___ Data in this exercise ___

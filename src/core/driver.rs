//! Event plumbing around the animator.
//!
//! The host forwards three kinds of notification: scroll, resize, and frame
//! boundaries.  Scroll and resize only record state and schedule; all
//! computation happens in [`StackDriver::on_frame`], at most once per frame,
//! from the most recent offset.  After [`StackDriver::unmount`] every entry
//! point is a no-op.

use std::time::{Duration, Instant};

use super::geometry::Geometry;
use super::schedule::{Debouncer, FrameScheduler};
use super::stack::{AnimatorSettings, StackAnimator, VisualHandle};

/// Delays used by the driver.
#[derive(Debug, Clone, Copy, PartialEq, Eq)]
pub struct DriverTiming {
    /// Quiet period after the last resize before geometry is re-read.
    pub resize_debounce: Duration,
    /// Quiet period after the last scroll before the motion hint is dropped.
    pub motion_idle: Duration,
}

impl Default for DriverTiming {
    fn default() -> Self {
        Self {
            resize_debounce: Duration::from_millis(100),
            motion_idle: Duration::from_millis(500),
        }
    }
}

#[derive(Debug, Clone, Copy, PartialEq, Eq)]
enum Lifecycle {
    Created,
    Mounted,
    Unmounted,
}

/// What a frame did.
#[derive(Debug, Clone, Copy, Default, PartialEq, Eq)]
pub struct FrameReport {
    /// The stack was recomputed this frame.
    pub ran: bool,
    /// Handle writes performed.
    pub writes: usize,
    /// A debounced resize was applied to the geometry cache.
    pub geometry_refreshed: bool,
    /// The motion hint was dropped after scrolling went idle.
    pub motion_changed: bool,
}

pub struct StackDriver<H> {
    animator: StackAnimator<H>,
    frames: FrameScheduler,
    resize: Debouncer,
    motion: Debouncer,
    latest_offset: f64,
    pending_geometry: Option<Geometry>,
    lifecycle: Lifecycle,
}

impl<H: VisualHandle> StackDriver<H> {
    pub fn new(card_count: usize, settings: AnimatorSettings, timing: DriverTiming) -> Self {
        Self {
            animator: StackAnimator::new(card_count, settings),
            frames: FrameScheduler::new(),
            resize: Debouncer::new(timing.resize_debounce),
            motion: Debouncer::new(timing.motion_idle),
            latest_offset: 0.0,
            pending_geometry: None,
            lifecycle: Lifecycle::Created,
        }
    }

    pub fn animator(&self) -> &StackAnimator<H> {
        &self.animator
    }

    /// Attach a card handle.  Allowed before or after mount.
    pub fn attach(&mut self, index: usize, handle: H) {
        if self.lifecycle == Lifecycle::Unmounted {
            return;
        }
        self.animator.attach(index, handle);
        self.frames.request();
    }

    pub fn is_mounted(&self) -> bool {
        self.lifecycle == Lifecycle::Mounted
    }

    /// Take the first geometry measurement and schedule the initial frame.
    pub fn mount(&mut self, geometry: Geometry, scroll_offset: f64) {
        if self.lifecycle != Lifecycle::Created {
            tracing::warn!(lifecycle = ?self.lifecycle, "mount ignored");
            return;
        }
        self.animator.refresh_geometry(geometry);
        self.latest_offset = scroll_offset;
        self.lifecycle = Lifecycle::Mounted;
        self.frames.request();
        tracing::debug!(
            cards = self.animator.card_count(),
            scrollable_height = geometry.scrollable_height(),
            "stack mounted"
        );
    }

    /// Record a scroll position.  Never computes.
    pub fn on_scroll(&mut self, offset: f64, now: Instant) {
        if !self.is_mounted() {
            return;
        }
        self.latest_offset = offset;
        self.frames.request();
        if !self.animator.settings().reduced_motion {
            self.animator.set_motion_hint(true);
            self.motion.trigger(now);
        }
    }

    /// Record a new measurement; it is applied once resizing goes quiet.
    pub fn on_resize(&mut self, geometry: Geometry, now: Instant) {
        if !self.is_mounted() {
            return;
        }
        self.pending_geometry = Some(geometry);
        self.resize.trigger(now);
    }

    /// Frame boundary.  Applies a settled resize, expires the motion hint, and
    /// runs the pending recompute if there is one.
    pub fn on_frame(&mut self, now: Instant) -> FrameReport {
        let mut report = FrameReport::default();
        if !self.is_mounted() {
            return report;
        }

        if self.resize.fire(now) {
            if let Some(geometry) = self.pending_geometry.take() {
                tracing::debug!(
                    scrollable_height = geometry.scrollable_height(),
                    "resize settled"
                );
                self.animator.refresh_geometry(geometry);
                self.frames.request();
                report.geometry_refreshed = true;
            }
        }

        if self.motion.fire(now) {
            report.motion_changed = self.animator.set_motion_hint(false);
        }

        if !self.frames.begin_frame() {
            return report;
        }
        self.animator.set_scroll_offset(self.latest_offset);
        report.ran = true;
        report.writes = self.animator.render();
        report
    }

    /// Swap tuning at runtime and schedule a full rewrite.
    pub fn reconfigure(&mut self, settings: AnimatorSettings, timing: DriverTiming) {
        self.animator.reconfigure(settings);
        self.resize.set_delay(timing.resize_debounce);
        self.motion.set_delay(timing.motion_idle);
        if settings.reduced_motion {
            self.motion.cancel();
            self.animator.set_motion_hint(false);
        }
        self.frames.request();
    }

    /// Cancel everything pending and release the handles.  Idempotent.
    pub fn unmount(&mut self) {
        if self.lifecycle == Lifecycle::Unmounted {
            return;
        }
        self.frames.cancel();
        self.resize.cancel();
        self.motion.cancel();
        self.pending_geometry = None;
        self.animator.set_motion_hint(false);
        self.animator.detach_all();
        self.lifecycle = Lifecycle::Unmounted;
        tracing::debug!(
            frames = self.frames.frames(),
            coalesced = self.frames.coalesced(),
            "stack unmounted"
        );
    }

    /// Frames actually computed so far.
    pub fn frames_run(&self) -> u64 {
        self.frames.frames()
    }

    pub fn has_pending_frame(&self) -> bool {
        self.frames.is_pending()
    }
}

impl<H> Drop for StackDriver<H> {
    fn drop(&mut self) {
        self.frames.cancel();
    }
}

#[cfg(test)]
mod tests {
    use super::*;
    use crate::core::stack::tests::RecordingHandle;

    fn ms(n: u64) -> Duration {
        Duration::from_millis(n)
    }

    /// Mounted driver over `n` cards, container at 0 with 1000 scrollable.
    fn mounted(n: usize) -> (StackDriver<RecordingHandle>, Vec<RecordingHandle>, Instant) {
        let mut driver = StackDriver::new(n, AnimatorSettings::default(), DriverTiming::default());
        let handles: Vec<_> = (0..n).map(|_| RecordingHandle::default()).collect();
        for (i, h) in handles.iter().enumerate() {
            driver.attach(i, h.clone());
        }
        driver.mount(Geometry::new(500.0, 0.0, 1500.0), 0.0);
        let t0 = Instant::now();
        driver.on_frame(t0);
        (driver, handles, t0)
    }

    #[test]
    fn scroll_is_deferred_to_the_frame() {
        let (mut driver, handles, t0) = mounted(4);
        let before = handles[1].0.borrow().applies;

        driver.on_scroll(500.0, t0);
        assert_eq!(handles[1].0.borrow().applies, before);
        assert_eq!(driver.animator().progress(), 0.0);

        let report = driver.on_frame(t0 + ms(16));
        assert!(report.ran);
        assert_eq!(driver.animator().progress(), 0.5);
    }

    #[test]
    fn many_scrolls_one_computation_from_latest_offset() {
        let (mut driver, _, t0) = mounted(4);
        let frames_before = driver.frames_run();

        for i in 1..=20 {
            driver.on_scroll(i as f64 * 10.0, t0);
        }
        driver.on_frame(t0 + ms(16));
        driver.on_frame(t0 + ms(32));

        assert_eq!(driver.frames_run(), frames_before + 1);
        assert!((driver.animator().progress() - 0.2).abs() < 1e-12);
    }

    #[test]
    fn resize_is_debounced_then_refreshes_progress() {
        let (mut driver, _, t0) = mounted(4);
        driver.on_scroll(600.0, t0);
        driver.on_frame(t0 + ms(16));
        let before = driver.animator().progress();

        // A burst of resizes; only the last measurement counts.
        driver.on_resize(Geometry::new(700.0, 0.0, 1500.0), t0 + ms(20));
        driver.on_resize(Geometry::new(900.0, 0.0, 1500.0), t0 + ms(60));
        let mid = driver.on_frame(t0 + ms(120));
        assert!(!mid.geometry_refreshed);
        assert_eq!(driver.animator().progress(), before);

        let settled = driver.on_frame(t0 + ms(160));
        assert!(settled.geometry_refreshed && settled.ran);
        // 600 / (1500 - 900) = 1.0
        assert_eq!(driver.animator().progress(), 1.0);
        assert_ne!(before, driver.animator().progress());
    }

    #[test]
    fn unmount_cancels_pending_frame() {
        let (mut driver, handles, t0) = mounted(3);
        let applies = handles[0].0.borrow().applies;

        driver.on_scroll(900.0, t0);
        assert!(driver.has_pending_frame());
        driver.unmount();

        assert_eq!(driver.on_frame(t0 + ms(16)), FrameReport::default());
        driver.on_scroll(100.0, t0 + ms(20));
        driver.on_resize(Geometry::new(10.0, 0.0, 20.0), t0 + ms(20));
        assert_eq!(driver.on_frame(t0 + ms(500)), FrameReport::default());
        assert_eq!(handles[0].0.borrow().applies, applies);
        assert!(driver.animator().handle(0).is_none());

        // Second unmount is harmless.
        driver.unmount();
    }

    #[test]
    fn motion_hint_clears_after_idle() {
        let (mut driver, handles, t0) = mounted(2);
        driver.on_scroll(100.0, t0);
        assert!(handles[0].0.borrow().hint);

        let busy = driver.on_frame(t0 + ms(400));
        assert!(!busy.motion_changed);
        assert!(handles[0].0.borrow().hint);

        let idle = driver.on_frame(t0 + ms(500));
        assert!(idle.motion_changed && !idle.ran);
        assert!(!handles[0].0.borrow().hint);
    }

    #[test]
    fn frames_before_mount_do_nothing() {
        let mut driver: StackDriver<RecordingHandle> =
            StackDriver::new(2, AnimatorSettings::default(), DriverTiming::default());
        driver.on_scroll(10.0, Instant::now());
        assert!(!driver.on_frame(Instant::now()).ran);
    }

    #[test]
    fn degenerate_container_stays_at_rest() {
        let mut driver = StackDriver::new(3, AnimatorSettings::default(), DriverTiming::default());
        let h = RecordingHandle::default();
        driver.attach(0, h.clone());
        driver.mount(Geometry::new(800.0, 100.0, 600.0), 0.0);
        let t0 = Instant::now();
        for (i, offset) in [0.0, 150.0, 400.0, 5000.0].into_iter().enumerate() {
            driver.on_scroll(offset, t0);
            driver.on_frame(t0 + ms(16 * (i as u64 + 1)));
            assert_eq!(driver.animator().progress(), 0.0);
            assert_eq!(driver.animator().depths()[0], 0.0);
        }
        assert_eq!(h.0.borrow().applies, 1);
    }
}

___
___ Data in this exercise ___

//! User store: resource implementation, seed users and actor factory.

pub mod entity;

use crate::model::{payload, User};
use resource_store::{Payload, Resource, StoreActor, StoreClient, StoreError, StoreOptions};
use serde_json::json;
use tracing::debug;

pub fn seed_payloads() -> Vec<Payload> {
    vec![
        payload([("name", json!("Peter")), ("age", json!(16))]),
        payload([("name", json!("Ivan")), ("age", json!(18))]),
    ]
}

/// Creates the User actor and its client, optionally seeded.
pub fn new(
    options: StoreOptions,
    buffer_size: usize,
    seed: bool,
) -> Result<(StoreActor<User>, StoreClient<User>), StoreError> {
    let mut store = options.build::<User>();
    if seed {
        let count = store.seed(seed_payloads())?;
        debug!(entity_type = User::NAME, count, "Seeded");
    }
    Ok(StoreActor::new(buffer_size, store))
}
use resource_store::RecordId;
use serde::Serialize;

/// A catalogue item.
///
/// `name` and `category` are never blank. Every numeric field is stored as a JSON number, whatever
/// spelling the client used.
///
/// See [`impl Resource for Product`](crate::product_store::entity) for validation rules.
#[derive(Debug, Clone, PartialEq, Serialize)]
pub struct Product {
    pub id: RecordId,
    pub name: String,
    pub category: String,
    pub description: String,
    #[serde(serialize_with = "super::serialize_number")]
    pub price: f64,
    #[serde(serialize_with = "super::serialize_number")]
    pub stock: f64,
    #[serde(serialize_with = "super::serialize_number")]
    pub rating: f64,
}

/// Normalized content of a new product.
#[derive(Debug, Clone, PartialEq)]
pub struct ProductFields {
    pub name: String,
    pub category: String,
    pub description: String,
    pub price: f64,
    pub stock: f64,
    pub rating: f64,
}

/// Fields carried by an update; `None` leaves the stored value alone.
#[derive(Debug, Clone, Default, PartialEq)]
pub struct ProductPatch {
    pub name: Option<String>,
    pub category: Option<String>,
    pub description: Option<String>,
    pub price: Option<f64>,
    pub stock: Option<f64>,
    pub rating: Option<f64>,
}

___

▶ **What needs to be done**: Work out how many lines of the material above contain "FrameScheduler", then write that number alone.

▶ **Answer to the exercise**: 3